On Tue, 9 May 2000 ">hirsch@zapmedia.com wrote:
> Linus started Linux as a student. After he left school he went into
> private industry (specifially, Transmeta, which is funded in part by
> Paul Allen who is the second largest shareholder of Microsoft stock).
> He probably had a government stipend as a student, but has never ben
> on a linux grant. That certainly is not why he opened the source.
>
> Most of the rest of the kernel was developed similarly. In recent
> years many of the contributors have been funded by the likes of RedHat
> (e.g. Alan Cox), SuSE (e.g. Andrea Arcangelski-that's not quite right)
> (and many more companies).

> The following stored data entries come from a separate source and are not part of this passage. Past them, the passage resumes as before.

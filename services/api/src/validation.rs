//! Input validation utilities

use models::{NewReview, Rating, Tag, TagSet};
use regex::Regex;
use std::sync::OnceLock;

use crate::payloads::CreateReviewRequest;

/// Longest accepted review comment, in characters
pub const MAX_COMMENT_CHARS: usize = 1000;

/// Validate username
pub fn validate_username(username: &str) -> Result<(), String> {
    if username.is_empty() {
        return Err("Username is required".to_string());
    }

    let length = username.chars().count();
    if length < 2 {
        return Err("Username must be at least 2 characters long".to_string());
    }

    if length > 20 {
        return Err("Username must be at most 20 characters long".to_string());
    }

    static USERNAME_REGEX: OnceLock<Option<Regex>> = OnceLock::new();
    let regex = USERNAME_REGEX.get_or_init(|| Regex::new(r"^[\w가-힣]+$").ok());

    if !regex.as_ref().is_some_and(|r| r.is_match(username)) {
        return Err("Username can only contain letters, numbers, and underscores".to_string());
    }

    Ok(())
}

/// Validate email
pub fn validate_email(email: &str) -> Result<(), String> {
    if email.is_empty() {
        return Err("Email is required".to_string());
    }

    if email.len() > 254 {
        return Err("Email must be at most 254 characters long".to_string());
    }

    static EMAIL_REGEX: OnceLock<Option<Regex>> = OnceLock::new();
    let regex = EMAIL_REGEX
        .get_or_init(|| Regex::new(r"^[a-zA-Z0-9._%+-]+@[a-zA-Z0-9.-]+\.[a-zA-Z]{2,}$").ok());

    if !regex.as_ref().is_some_and(|r| r.is_match(email)) {
        return Err("Invalid email format".to_string());
    }

    Ok(())
}

/// Validate password
pub fn validate_password(password: &str) -> Result<(), String> {
    if password.is_empty() {
        return Err("Password is required".to_string());
    }

    if password.len() < 8 {
        return Err("Password must be at least 8 characters long".to_string());
    }

    if password.len() > 128 {
        return Err("Password must be at most 128 characters long".to_string());
    }

    if !password.chars().any(|c| c.is_alphabetic()) {
        return Err("Password must contain at least one letter".to_string());
    }

    if !password.chars().any(|c| c.is_ascii_digit()) {
        return Err("Password must contain at least one digit".to_string());
    }

    Ok(())
}

/// Validate a review submission and turn it into a typed review
pub fn validate_review(request: &CreateReviewRequest) -> Result<NewReview, String> {
    if request.movie_id <= 0 {
        return Err("movie_id must be a positive integer".to_string());
    }

    let rating = Rating::try_from(request.rating).map_err(|e| e.to_string())?;

    let comment = request.comment.trim();
    if comment.is_empty() {
        return Err("Comment is required".to_string());
    }

    if comment.chars().count() > MAX_COMMENT_CHARS {
        return Err(format!(
            "Comment must be at most {} characters long",
            MAX_COMMENT_CHARS
        ));
    }

    let tags = request
        .tags
        .iter()
        .map(|label| label.parse::<Tag>().map_err(|e| e.to_string()))
        .collect::<Result<TagSet, String>>()?;

    Ok(NewReview {
        movie_id: request.movie_id,
        rating,
        comment: comment.to_string(),
        spoiler: request.spoiler,
        tags,
    })
}
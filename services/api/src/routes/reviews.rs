//! Review endpoints

use axum::{
    Json, Router,
    extract::State,
    http::StatusCode,
    routing::{get, post},
};
use models::{Review, wire::ApiResponse};
use serde_json::{Value, json};
use tracing::info;
use uuid::Uuid;

use crate::{
    auth::AuthUser,
    error::{ApiError, ApiResult},
    extract::{ApiJson, ApiPath},
    payloads::CreateReviewRequest,
    state::AppState,
    validation::validate_review,
};

pub fn router() -> Router<AppState> {
    Router::new()
        .route("/", post(create_review))
        // GET takes a movie id, DELETE a review id
        .route("/:id", get(list_reviews).delete(delete_review))
}

async fn list_reviews(
    State(state): State<AppState>,
    ApiPath(movie_id): ApiPath<i64>,
) -> ApiResult<Json<ApiResponse<Vec<Review>>>> {
    let reviews = state
        .review_repository
        .list_by_movie(movie_id)
        .await
        .map_err(|e| ApiError::internal("Failed to list reviews", e))?;

    Ok(Json(ApiResponse::ok(reviews)))
}

async fn create_review(
    State(state): State<AppState>,
    user: AuthUser,
    ApiJson(payload): ApiJson<CreateReviewRequest>,
) -> ApiResult<(StatusCode, Json<ApiResponse<Review>>)> {
    let new_review = validate_review(&payload).map_err(ApiError::BadRequest)?;

    let review = state
        .review_repository
        .create(user.id, &new_review)
        .await
        .map_err(|e| ApiError::internal("Failed to create review", e))?;

    Ok((StatusCode::CREATED, Json(ApiResponse::ok(review))))
}

async fn delete_review(
    State(state): State<AppState>,
    user: AuthUser,
    ApiPath(id): ApiPath<Uuid>,
) -> ApiResult<Json<ApiResponse<Value>>> {
    let review = state
        .review_repository
        .find_by_id(id)
        .await
        .map_err(|e| ApiError::internal("Failed to load review", e))?
        .ok_or_else(|| ApiError::NotFound("Review not found".to_string()))?;

    if !review.is_owned_by(user.id) {
        return Err(ApiError::Forbidden(
            "Only the author can delete this review".to_string(),
        ));
    }

    state
        .review_repository
        .delete(id)
        .await
        .map_err(|e| ApiError::internal("Failed to delete review", e))?;

    info!("User {} deleted review {}", user.username, id);
    Ok(Json(ApiResponse::ok(json!({ "id": id }))))
}
//! Movie data client

use std::fmt;

use async_trait::async_trait;
use models::{Movie, MoviePage};
use tracing::debug;

use crate::{
    envelope::{decode_movie, decode_movie_page},
    error::ClientResult,
    http::ApiClient,
};

/// A paginated movie listing
#[derive(Debug, Clone, PartialEq, Eq)]
pub enum MovieFeed {
    Popular,
    TopRated,
    Search(String),
}

impl fmt::Display for MovieFeed {
    fn fmt(&self, f: &mut fmt::Formatter<'_>) -> fmt::Result {
        match self {
            MovieFeed::Popular => f.write_str("popular"),
            MovieFeed::TopRated => f.write_str("top-rated"),
            MovieFeed::Search(query) => write!(f, "search \"{}\"", query),
        }
    }
}

/// Read access to movie metadata
#[async_trait]
pub trait MovieApi: Send + Sync {
    async fn fetch_page(&self, feed: &MovieFeed, page: u32) -> ClientResult<MoviePage>;
    async fn fetch_detail(&self, id: i64) -> ClientResult<Movie>;
}

/// Client for `/movies/*`
#[derive(Clone, Debug)]
pub struct MovieClient {
    api: ApiClient,
}

impl MovieClient {
    pub fn new(api: ApiClient) -> Self {
        Self { api }
    }

    pub async fn fetch_popular(&self, page: u32) -> ClientResult<MoviePage> {
        self.fetch_page(&MovieFeed::Popular, page).await
    }

    pub async fn fetch_top_rated(&self, page: u32) -> ClientResult<MoviePage> {
        self.fetch_page(&MovieFeed::TopRated, page).await
    }

    pub async fn search(&self, query: &str, page: u32) -> ClientResult<MoviePage> {
        self.fetch_page(&MovieFeed::Search(query.to_string()), page)
            .await
    }
}

#[async_trait]
impl MovieApi for MovieClient {
    async fn fetch_page(&self, feed: &MovieFeed, page: u32) -> ClientResult<MoviePage> {
        debug!("Fetching {} movies, page {}", feed, page);

        let request = match feed {
            MovieFeed::Popular => self.api.get("/movies/popular").query(&[("page", page)]),
            MovieFeed::TopRated => self.api.get("/movies/top-rated").query(&[("page", page)]),
            MovieFeed::Search(query) => self
                .api
                .get("/movies/search")
                .query(&[("query", query.as_str())])
                .query(&[("page", page)]),
        };

        let body = self.api.send(request).await?;
        Ok(decode_movie_page(&body)?)
    }

    async fn fetch_detail(&self, id: i64) -> ClientResult<Movie> {
        debug!("Fetching movie detail {}", id);

        let body = self
            .api
            .send(self.api.get(&format!("/movies/{}", id)))
            .await?;
        Ok(decode_movie(&body)?)
    }
}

None of these companies are funded by any
> government grants that I know of.
>
> Finally, there are some parts that have been funded by the
> governement. NASA has funded a lot of netwrok card drivers and
> Beowulf development. CMU probably had an NSF grant for the Coda
> filesystem. But I don't know of any core feature of the kernel that
> was funded by government funds.
Also note that this is *not* true for the *BSD line of Unix, which
(originally; much of that code has long since been replaced in the *BSDs,
but it still lives on elsewhere) was largely driven by research grants.
later,
chris
--
Chris Ricker ">kaboom@gatech.edu
">chris.ricker@genetics.utah.edu
--
To unsubscribe: mail ">majordomo@ale.org with "unsubscribe ale" in message body.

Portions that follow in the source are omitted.